Upon taking office, Governor Steve Bullock appointed Stone-Manning to succeed Richard Opper as director of the Montana Department of Environmental Quality. From January 2013 to November 2014, Stone-Manning served as the director. From November 2014 to December 2017, she was the chief of staff for Montana Governor Bullock. From 2017 to 2021, Stone-Manning worked for the National Wildlife Federation, first as associate vice president for public lands and then as a senior advisor for conservation policy.

===Directorship of Bureau of Land Management===
President Joe Biden nominated Stone-Manning for director of the Bureau of Land Management on April 22, 2021. Hearings on her nomination were held on June 8, 2021. The committee deadlocked on her nomination on July 22, 2021, forcing the entire Senate to discharge the nomination. On July 27, 2021, the United States Senate voted 50–49 on the motion to discharge her nomination from the Senate Committee on Energy and Natural Resources. On September 30, 2021, the Senate confirmed her nomination by a vote of 50–45. Those who had voted against her were uniformly Republican; some stated that her earlier connection to what they said was "eco-terrorism" was disqualifying.

She started work on October 7, 2021, and was sworn in on October 27. Stone-Manning served as director for the remainder of the Biden administration, officially leaving office on January 13, 2025.

=== Post-government career ===
Following the conclusion of her tenure at the Bureau of Land Management, Stone-Manning was named President of The Wilderness Society, officially taking office on February 24, 2025. In February 2026, she joined a cross-partisan advisory council alongside former government officials, including John Podesta and Lynn Scarlett, to launch "Ground Shift," an initiative aimed at reforming statutory policies governing public lands and waters in the United States.
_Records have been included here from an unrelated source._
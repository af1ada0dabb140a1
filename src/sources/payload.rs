//! Parsing of the two payload shapes a source can deliver: the JSON array
//! served by the leaderboard API and CSV exports with a header row.

use serde_json::{Map, Value};

use crate::config::{ColumnIndex, ColumnMapping};
use crate::models::{
    coerce_count, coerce_count_value, coerce_text, coerce_value, normalize_name, Milestone,
    ProvidedScore, RawRecord, SourceError,
};

const SCORE_FIELD: &str = "total_points";
const MILESTONE_FIELD: &str = "milestone";

fn json_name(value: Option<&Value>) -> String {
    match value {
        Some(Value::String(s)) => normalize_name(Some(s)),
        Some(Value::Number(n)) => n.to_string(),
        _ => normalize_name(None),
    }
}

fn json_string(value: Option<&Value>) -> Option<String> {
    match value {
        Some(Value::String(s)) if !s.trim().is_empty() => Some(s.trim().to_string()),
        _ => None,
    }
}

fn json_record(object: &Map<String, Value>) -> RawRecord {
    let provided = object.contains_key(SCORE_FIELD).then(|| ProvidedScore {
        score: coerce_value(object.get(SCORE_FIELD)),
        milestone: object
            .get(MILESTONE_FIELD)
            .and_then(Value::as_str)
            .map(Milestone::from_label)
            .unwrap_or_default(),
    });

    RawRecord {
        name: json_name(object.get("name")),
        arcade_games: coerce_count_value(object.get("game_badges")),
        special_arcade_games: coerce_count_value(object.get("special_game_badges")),
        trivia_games: coerce_count_value(object.get("trivia_badges")),
        skill_badges: coerce_count_value(object.get("skill_badges")),
        lab_free_courses: coerce_count_value(object.get("lab_badges")),
        profile_url: json_string(object.get("profile_url")),
        provided,
    }
}

/// Parses the leaderboard API body: a JSON array of participant objects.
/// Entries that are not objects are skipped.
pub fn parse_json(source_name: &str, body: &str) -> Result<Vec<RawRecord>, SourceError> {
    let value: Value =
        serde_json::from_str(body).map_err(|e| SourceError::parse(source_name, e))?;

    let entries = match value {
        Value::Array(entries) => entries,
        other => {
            return Err(SourceError::parse(
                source_name,
                format!("expected a JSON array, got {}", json_kind(&other)),
            ))
        }
    };

    Ok(entries
        .iter()
        .filter_map(Value::as_object)
        .map(json_record)
        .collect())
}

fn json_kind(value: &Value) -> &'static str {
    match value {
        Value::Null => "null",
        Value::Bool(_) => "a boolean",
        Value::Number(_) => "a number",
        Value::String(_) => "a string",
        Value::Array(_) => "an array",
        Value::Object(_) => "an object",
    }
}

fn csv_record(row: &csv::StringRecord, index: &ColumnIndex) -> RawRecord {
    let field = |i: Option<usize>| i.and_then(|i| row.get(i));
    let count = |i: Option<usize>| field(i).map(coerce_count).unwrap_or(0);

    let provided = index.score.map(|_| ProvidedScore {
        score: field(index.score).and_then(coerce_text),
        milestone: field(index.milestone)
            .map(Milestone::from_label)
            .unwrap_or_default(),
    });

    RawRecord {
        name: normalize_name(field(index.name)),
        arcade_games: count(index.arcade_games),
        special_arcade_games: count(index.special_arcade_games),
        trivia_games: count(index.trivia_games),
        skill_badges: count(index.skill_badges),
        lab_free_courses: count(index.lab_free_courses),
        profile_url: field(index.profile_url)
            .map(str::trim)
            .filter(|s| !s.is_empty())
            .map(str::to_string),
        provided,
    }
}

/// Parses delimited text with a header row. Columns are located through
/// `mapping`; a header row matching none of the badge count columns is
/// rejected so that an error page served with a success status does not
/// pass for an empty leaderboard.
pub fn parse_csv(
    source_name: &str,
    text: &str,
    mapping: &ColumnMapping,
) -> Result<Vec<RawRecord>, SourceError> {
    if text.trim().is_empty() {
        return Ok(Vec::new());
    }

    let mut reader = csv::ReaderBuilder::new()
        .flexible(true)
        .trim(csv::Trim::All)
        .from_reader(text.as_bytes());

    let headers = reader
        .headers()
        .map_err(|e| SourceError::parse(source_name, e))?
        .clone();
    let index = mapping.resolve(headers.iter());

    if index.has_no_counts() {
        return Err(SourceError::parse(
            source_name,
            "header row has no recognised badge columns",
        ));
    }

    let mut records = Vec::new();
    for row in reader.records() {
        let row = row.map_err(|e| SourceError::parse(source_name, e))?;
        records.push(csv_record(&row, &index));
    }

    Ok(records)
}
On September 4, 2026, the House Committee on Natural Resources opened an oversight inquiry into The Wilderness Society and other environmental nonprofit organizations regarding their influence over the federal government, law, and natural resources policy. The committee sent a document request to Stone-Manning in her capacity as the organization's president, including questions about its use of statutory fee-shifting provisions to recover attorney fees and other litigation costs in lawsuits against federal agencies. The panel alleged that preservationist groups wielded "outsized influence" over federal law and natural resources policy and criticized their use of such litigation practices, requesting that the organization produce internal communications regarding its court filing strategies and records concerning its recovery of litigation fees.
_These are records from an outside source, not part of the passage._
use anyhow::Result;
use crossterm::{
    execute,
    terminal::{
        disable_raw_mode, enable_raw_mode, EnterAlternateScreen, LeaveAlternateScreen,
    },
};
use ratatui::{backend::CrosstermBackend, Terminal};
use std::{
    io::{self, Write},
    sync::Arc,
};
use tokio_util::sync::CancellationToken;

use arcade_leaderboard::{
    config::Settings,
    refresh::{spawn_periodic, LeaderboardState, Refresher},
    sources::DataSourceResolver,
    tui::{ui, Action, App, Event as TuiEvent, EventHandler},
};

pub async fn run_tui(settings: &Settings) -> Result<()> {
    // Log output would corrupt the alternate screen
    disable_logging_output();

    let resolver = DataSourceResolver::from_settings(settings)?;
    let refresher = Arc::new(Refresher::new(
        Arc::new(resolver),
        Arc::new(LeaderboardState::new()),
    ));

    let mut terminal = setup_terminal(io::stdout())?;

    let shutdown = CancellationToken::new();
    let scheduler = spawn_periodic(
        Arc::clone(&refresher),
        settings.refresh_interval(),
        shutdown.clone(),
    );

    let events = EventHandler::new(250);
    let res = run_app(&mut terminal, &refresher, events);

    shutdown.cancel();
    let _ = scheduler.await;

    // Always restore terminal state, even if there was an error
    restore_terminal(&mut terminal)?;

    if let Err(err) = res {
        eprintln!("Application error: {}", err);
        Err(err)
    } else {
        Ok(())
    }
}

/// Enters raw mode and the alternate screen. Any failure part way leaves
/// the terminal as it was found.
fn setup_terminal<W: Write>(writer: W) -> Result<Terminal<CrosstermBackend<W>>> {
    enable_raw_mode()?;

    let setup = enter_alternate_screen(writer);
    if setup.is_err() {
        let _ = execute!(io::stdout(), LeaveAlternateScreen);
        let _ = disable_raw_mode();
    }
    setup
}

fn enter_alternate_screen<W: Write>(mut writer: W) -> Result<Terminal<CrosstermBackend<W>>> {
    execute!(writer, EnterAlternateScreen)?;
    let mut terminal = Terminal::new(CrosstermBackend::new(writer))?;
    terminal.clear()?;
    Ok(terminal)
}

fn restore_terminal<W: Write>(terminal: &mut Terminal<CrosstermBackend<W>>) -> Result<()> {
    disable_raw_mode()?;
    execute!(terminal.backend_mut(), LeaveAlternateScreen)?;
    terminal.show_cursor()?;
    Ok(())
}

fn disable_logging_output() {
    use tracing_subscriber::{layer::SubscriberExt, util::SubscriberInitExt, Layer};

    let null_layer = tracing_subscriber::fmt::layer()
        .with_writer(std::io::sink)
        .with_filter(tracing_subscriber::filter::LevelFilter::OFF);

    let _ = tracing_subscriber::registry().with(null_layer).try_init();
}

fn run_app<B: ratatui::backend::Backend>(
    terminal: &mut Terminal<B>,
    refresher: &Arc<Refresher>,
    events: EventHandler,
) -> Result<()> {
    let mut app = App::new();

    loop {
        app.update(refresher.state().snapshot());
        terminal.draw(|f| ui::draw(f, &app))?;

        match events.next()? {
            TuiEvent::Key(key) => {
                if let Some(Action::Refresh) = app.handle_key(key) {
                    refresher.spawn_refresh();
                }
            }
            TuiEvent::Resize(_, _) | TuiEvent::Tick => {}
        }

        if app.should_quit {
            return Ok(());
        }
    }
}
== Environmental activism ==
In 1989, a friend of Stone-Manning's, and fellow environmental activist, was involved in tree spiking in Idaho's Clearwater National Forest. Tree spiking is a tactic used to deter logging by rendering a tree dangerous to cut, either by a lumberjack or in a sawmill, and is considered an act of eco-terrorism. At the friend's behest, Stone-Manning wrote an anonymous, profanity-laced letter to federal officials, informing them of the tree spiking and warning that "a lot of people could get hurt" if logging were to continue. In her 1993 federal court testimony, Stone-Manning admitted that she had retyped, edited, and mailed the letter. She received prosecutorial immunity in order to testify against the activist. The activist was found guilty and sentenced to 17 months in prison.

== Personal life ==
Stone-Manning is married to Richard Manning, an environmental author and journalist. She resides in Missoula, Montana, and Washington, D.C.